The hoary henchman of the gang
Lifts hands that never dew nor rain
May cleanse from Gordon's blood again,
Appealing: pity's tenderest pang
Thrills his pure heart with pain.
Grand helmsman of the clamorous crew,
The good grey recreant quakes and weeps
To think that crime no longer creeps
Safe toward its end: that murderers too
May die when mercy sleeps.
While all the lives were innocent
That slaughter drank, and laughed with rage,
Bland virtue sighed, "A former age
Taught murder: souls long discontent
Can aught save blood assuage?
"You blame not Russian hands that smite
By fierce and secret ways the power
That leaves not life one chainless hour;
Have these than they less natural right
To claim life's natural dower?
"The dower that freedom brings the slave
She weds, is vengeance: why should we,
Whom equal laws acclaim as free,
Think shame, if men too blindly brave
Steal, murder, skulk, and flee?
"At kings they strike in Russia: there,
Men take their life in hand who slay
Kings: these, that have not heart to lay
Hand save on girls whose ravaged hair
Is made the patriot's prey,
"These, whom the sight of old men slain
Makes bold to bid their children die,
Starved, if they hold not peace, nor lie,
Claim loftier praise: could others deign
To stand in shame so high?
"Could others deign to dare such deeds
As holiest Ireland hallows? Nay,
But justice then makes plain our way:
Be laws burnt up like burning weeds
That vex the face of day.
"Shall bloodmongers be held of us
Blood-guilty?

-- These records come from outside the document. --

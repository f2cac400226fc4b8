use std::fmt;

use itertools::Itertools;
use relnf_core::{AttributeSet, NormalForm, SmolStr};
use rustc_hash::FxHashSet;

use crate::closure::{closure_of, Closure};
use crate::fd::FunctionalDependency;
use crate::{cover, Error, Result};

/// Closure enumeration walks the power set of the attributes, so the
/// attribute count is capped.
pub const MAX_ATTRIBUTES: usize = 20;

/// A relation schema together with everything derivable from its functional
/// dependencies.
///
/// Construction runs the full analysis pipeline eagerly: attribute closures,
/// super and candidate keys, per-dependency and overall normal forms, the
/// minimal cover and its partial/full split. A `Schema` is immutable once
/// built; decomposition produces fresh children.
#[derive(Clone, Debug)]
pub struct Schema {
    name: SmolStr,
    attributes: AttributeSet,
    fds: Vec<FunctionalDependency>,
    closures: Vec<Closure>,
    super_keys: Vec<AttributeSet>,
    candidate_keys: Vec<AttributeSet>,
    key_attributes: AttributeSet,
    non_key_attributes: AttributeSet,
    essential_attributes: AttributeSet,
    non_essential_attributes: AttributeSet,
    minimal_cover: Vec<FunctionalDependency>,
    partial_fds: Vec<FunctionalDependency>,
    full_fds: Vec<FunctionalDependency>,
    normal_form: NormalForm,
}

impl Schema {
    /// Parses and analyzes a schema from a relation spec such as `R(A,B,C)`
    /// and a dependency spec such as `A->B;B->C`.
    pub fn parse(relation: &str, dependencies: &str) -> Result<Self> {
        let spec = relnf_parse::parse(relation, dependencies)?;
        let fds = spec
            .dependencies
            .into_iter()
            .map(|d| FunctionalDependency::new(d.lhs, d.rhs))
            .collect();
        Self::new(spec.name, spec.attributes, fds)
    }

    /// Validates the inputs and runs the analysis pipeline.
    pub fn new(
        name: impl Into<SmolStr>,
        attributes: AttributeSet,
        fds: Vec<FunctionalDependency>,
    ) -> Result<Self> {
        let name = name.into();
        if attributes.is_empty() {
            return Err(Error::EmptyRelation { name });
        }
        if attributes.len() > MAX_ATTRIBUTES {
            return Err(Error::TooManyAttributes {
                name,
                count: attributes.len(),
                max: MAX_ATTRIBUTES,
            });
        }
        for fd in &fds {
            if fd.lhs().is_empty() {
                return Err(Error::EmptySide { side: "left", fd: fd.to_string() });
            }
            if fd.rhs().is_empty() {
                return Err(Error::EmptySide { side: "right", fd: fd.to_string() });
            }
            for attr in fd.lhs().iter().chain(fd.rhs()) {
                if !attributes.contains(attr) {
                    return Err(Error::UnknownAttribute {
                        attribute: attr.clone(),
                        fd: fd.to_string(),
                    });
                }
            }
        }
        Ok(Self::analyze(name, attributes, fds))
    }

    #[tracing::instrument(skip_all, fields(%name, attrs = attributes.len(), fds = fds.len()))]
    fn analyze(name: SmolStr, attributes: AttributeSet, mut fds: Vec<FunctionalDependency>) -> Self {
        // An attribute is essential when no dependency ever derives it; those
        // must sit in every super key.
        let derived = fds.iter().flat_map(|fd| fd.rhs()).cloned().collect::<AttributeSet>();
        let essential_attributes = attributes.difference(&derived);
        let non_essential_attributes = attributes.difference(&essential_attributes);

        let closures = enumerate_closures(&attributes, &fds);
        let super_keys = closures
            .iter()
            .filter(|c| c.determines(&attributes))
            .map(|c| c.seed().clone())
            .collect::<Vec<_>>();
        let candidate_keys = minimize_keys(&super_keys);
        let key_attributes =
            candidate_keys.iter().fold(AttributeSet::new(), |acc, k| acc.union(k));
        let non_key_attributes = attributes.difference(&key_attributes);

        for fd in &mut fds {
            fd.classify(&candidate_keys, &non_key_attributes);
        }
        // A schema with no dependencies has nothing to violate.
        let normal_form = fds
            .iter()
            .map(FunctionalDependency::normal_form)
            .min()
            .unwrap_or(NormalForm::BoyceCodd);

        let mut minimal_cover = cover::minimal_cover(&fds);
        for fd in &mut minimal_cover {
            fd.classify(&candidate_keys, &non_key_attributes);
        }
        let (partial_fds, full_fds) = separate_fds(&minimal_cover, &fds);

        tracing::debug!(%normal_form, ?candidate_keys, "analyzed schema");
        Self {
            name,
            attributes,
            fds,
            closures,
            super_keys,
            candidate_keys,
            key_attributes,
            non_key_attributes,
            essential_attributes,
            non_essential_attributes,
            minimal_cover,
            partial_fds,
            full_fds,
            normal_form,
        }
    }

    #[inline]
    pub fn name(&self) -> &SmolStr {
        &self.name
    }

    #[inline]
    pub fn attributes(&self) -> &AttributeSet {
        &self.attributes
    }

    #[inline]
    pub fn fds(&self) -> &[FunctionalDependency] {
        &self.fds
    }

    /// Closures of every non-empty attribute subset, ordered by seed size
    /// then lexically.
    #[inline]
    pub fn closures(&self) -> &[Closure] {
        &self.closures
    }

    #[inline]
    pub fn super_keys(&self) -> &[AttributeSet] {
        &self.super_keys
    }

    #[inline]
    pub fn candidate_keys(&self) -> &[AttributeSet] {
        &self.candidate_keys
    }

    /// The first candidate key, by the smallest-then-lexical ordering.
    #[inline]
    pub fn primary_key(&self) -> &AttributeSet {
        // `candidate_keys` is never empty: the full attribute set always
        // determines itself.
        &self.candidate_keys[0]
    }

    #[inline]
    pub fn key_attributes(&self) -> &AttributeSet {
        &self.key_attributes
    }

    #[inline]
    pub fn non_key_attributes(&self) -> &AttributeSet {
        &self.non_key_attributes
    }

    #[inline]
    pub fn essential_attributes(&self) -> &AttributeSet {
        &self.essential_attributes
    }

    #[inline]
    pub fn non_essential_attributes(&self) -> &AttributeSet {
        &self.non_essential_attributes
    }

    #[inline]
    pub fn minimal_cover(&self) -> &[FunctionalDependency] {
        &self.minimal_cover
    }

    /// Cover dependencies that violate 2NF, plus those they transitively drag
    /// along (any dependency whose LHS lies in the closure of a violator's
    /// RHS).
    #[inline]
    pub fn partial_fds(&self) -> &[FunctionalDependency] {
        &self.partial_fds
    }

    #[inline]
    pub fn full_fds(&self) -> &[FunctionalDependency] {
        &self.full_fds
    }

    /// The highest tier every dependency satisfies.
    #[inline]
    pub fn normal_form(&self) -> NormalForm {
        self.normal_form
    }
}

impl fmt::Display for Schema {
    fn fmt(&self, f: &mut fmt::Formatter<'_>) -> fmt::Result {
        write!(f, "{}({})", self.name, self.attributes)
    }
}

/// Computes the closure of every non-empty attribute subset by iterating a
/// bitmask; bit `i` selects the `i`th attribute in canonical order.
fn enumerate_closures(attributes: &AttributeSet, fds: &[FunctionalDependency]) -> Vec<Closure> {
    let attrs = attributes.as_slice();
    let n = attrs.len();
    let mut closures = Vec::with_capacity((1usize << n) - 1);
    for mask in 1usize..1 << n {
        let seed = attrs
            .iter()
            .enumerate()
            .filter(|(i, _)| mask & (1 << i) != 0)
            .map(|(_, a)| a.clone())
            .collect::<AttributeSet>();
        closures.push(closure_of(&seed, fds));
    }
    closures.sort_by(|a, b| {
        (a.seed().len(), a.seed()).cmp(&(b.seed().len(), b.seed()))
    });
    closures
}

/// Greedily filters the (size-then-lexically sorted) super keys down to the
/// minimal ones: a super key survives only if it contains no already-accepted
/// key.
fn minimize_keys(super_keys: &[AttributeSet]) -> Vec<AttributeSet> {
    let mut keys = Vec::<AttributeSet>::new();
    for sk in super_keys {
        if !keys.iter().any(|k| sk.is_superset(k)) {
            keys.push(sk.clone());
        }
    }
    keys
}

/// Splits the classified minimal cover into partial and full dependencies.
/// A 2NF violator is partial, and so is every dependency whose LHS falls
/// inside the closure of a violator's RHS.
fn separate_fds(
    cover: &[FunctionalDependency],
    fds: &[FunctionalDependency],
) -> (Vec<FunctionalDependency>, Vec<FunctionalDependency>) {
    let mut partial = FxHashSet::default();
    let mut full = cover.to_vec();
    for fd in cover {
        if fd.normal_form() < NormalForm::Second {
            let dragged = closure_of(fd.rhs(), fds);
            full.retain(|f| {
                let drop = f == fd || dragged.set().is_superset(f.lhs());
                if drop {
                    partial.insert(f.clone());
                }
                !drop
            });
            partial.insert(fd.clone());
        }
    }
    (partial.into_iter().sorted().collect(), full)
}

#[cfg(test)]
mod tests {
    use relnf_core::Attribute;

    use super::*;

    fn set(s: &str) -> AttributeSet {
        s.split(',').map(Attribute::from).collect()
    }

    fn schema(relation: &str, dependencies: &str) -> Schema {
        Schema::parse(relation, dependencies).unwrap()
    }

    #[test]
    fn candidate_keys_are_minimal_super_keys() {
        let s = schema("R(A,B,C,D)", "A->B,C,D;B,C->A,D;D->B");
        assert_eq!(s.candidate_keys(), &[set("A"), set("B,C"), set("C,D")]);
        assert_eq!(s.primary_key(), &set("A"));
        assert!(s.super_keys().contains(&set("A,B,C,D")));
        assert_eq!(s.non_key_attributes(), &AttributeSet::new());
    }

    #[test]
    fn transitive_prime_dependency_caps_at_3nf() {
        // D -> B has a non-key determinant but a prime RHS.
        let s = schema("R(A,B,C,D)", "A->B,C,D;B,C->A,D;D->B");
        assert_eq!(s.normal_form(), NormalForm::Third);
    }

    #[test]
    fn composite_key_with_prime_rhs_is_3nf() {
        let s = schema("R(A,B,C)", "A,B->C;C->B");
        assert_eq!(s.candidate_keys(), &[set("A,B"), set("A,C")]);
        assert_eq!(s.normal_form(), NormalForm::Third);
    }

    #[test]
    fn partial_dependency_is_separated() {
        let s = schema("R(P,C,L,A,Q,T)", "P->C,L,A,Q,T;C,L->P,A,Q,T;C->T;A->Q");
        assert_eq!(s.candidate_keys(), &[set("P"), set("C,L")]);
        assert_eq!(s.normal_form(), NormalForm::First);
        assert_eq!(s.partial_fds().len(), 1);
        assert_eq!(s.partial_fds()[0].lhs(), &set("C"));
        assert_eq!(s.partial_fds()[0].rhs(), &set("T"));
        assert_eq!(s.full_fds().len(), s.minimal_cover().len() - 1);
    }

    #[test]
    fn essential_attributes_never_derived() {
        let s = schema("R(A,B,C,D,E)", "A->B;B,C->E;D,E->A");
        assert_eq!(s.essential_attributes(), &set("C,D"));
        assert_eq!(s.non_essential_attributes(), &set("A,B,E"));
    }

    #[test]
    fn every_super_key_closure_is_the_universe() {
        let s = schema("R(A,B,C,D,E)", "A->B;B,C->E;D,E->A");
        for key in s.super_keys() {
            let c = closure_of(key, s.fds());
            assert_eq!(c.set(), s.attributes());
        }
    }

    #[test]
    fn no_dependencies_means_bcnf() {
        let s = schema("R(A,B,C)", "");
        assert_eq!(s.normal_form(), NormalForm::BoyceCodd);
        assert_eq!(s.candidate_keys(), &[set("A,B,C")]);
        assert!(s.minimal_cover().is_empty());
    }

    #[test]
    fn unknown_attribute_is_rejected() {
        let err = Schema::parse("R(A,B)", "A->C").unwrap_err();
        assert!(matches!(err, Error::UnknownAttribute { .. }));
    }

    #[test]
    fn empty_relation_is_rejected() {
        let err = Schema::parse("R()", "").unwrap_err();
        assert!(matches!(err, Error::Parse(_)));
    }

    #[test]
    fn display_round_trips_the_relation_spec() {
        let s = schema("Student(Name,Id,Dept)", "Id->Name,Dept");
        assert_eq!(s.to_string(), "Student(Dept,Id,Name)");
    }
}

Hands reached out for gold
Whereon blood rusts not yet, we hold
Bloodless and blameless: ever thus
Have good men held of old.
"Fair Freedom, fledged and imped with lies,
Takes flight by night where murder lurks,
And broods on murderous ways and works,
Yet seems not hideous in our eyes
As Austrians or as Turks.
"Be it ours to undo a woful past,
To bid the bells of concord chime,
To break the bonds of suffering crime,
Slack now, that some would make more fast:
Such teaching comes of time."
So pleads the gentlest heart that lives,
Whose pity, pitiless for all
Whom darkling terror holds in thrall,
Toward none save miscreants yearns, and gives
Alms of warm tears—and gall.
Hear, England, and obey: for he
Who claims thy trust again to-day
Is he who left thy sons a prey
To shame whence only death sets free:
Hear, England, and obey.
Thy spoils he gave to deck the Dutch;
Thy noblest pride, most pure, most brave,
To death forlorn and sure he gave;
Nor now requires he overmuch
Who bids thee dig thy grave.
Dig deep the grave of shame, wherein
Thy fame, thy commonweal, must lie;
Put thought of aught save terror by;
To strike and slay the slayer is sin;
And Murder must not die.
Bind fast the true man; loose the thief;
Shamed were the land, the laws accursed,
Were guilt, not innocence, amerced;
And dark the wrong and sore the grief,
Were tyrants too coerced.
The fiercest cowards that ever skulked,
The cowardliest hounds that ever lapped
Blood, if their horde be tracked and trapped,
And justice claim their lives for mulct,
Gnash teeth that flashed and snapped.
Bow down for fear, then, England: bow,
Lest worse befall thee yet; and swear
That nought save pity, conscience, care
For truth and mercy, moves thee now
To call foul falsehood fair.
So shalt thou live in shame, and hear
The lips of all men laugh thee dead;
The wide world's mockery round thy head
Shriek like a storm-wind: and a bier
Shall be thine honour's bed.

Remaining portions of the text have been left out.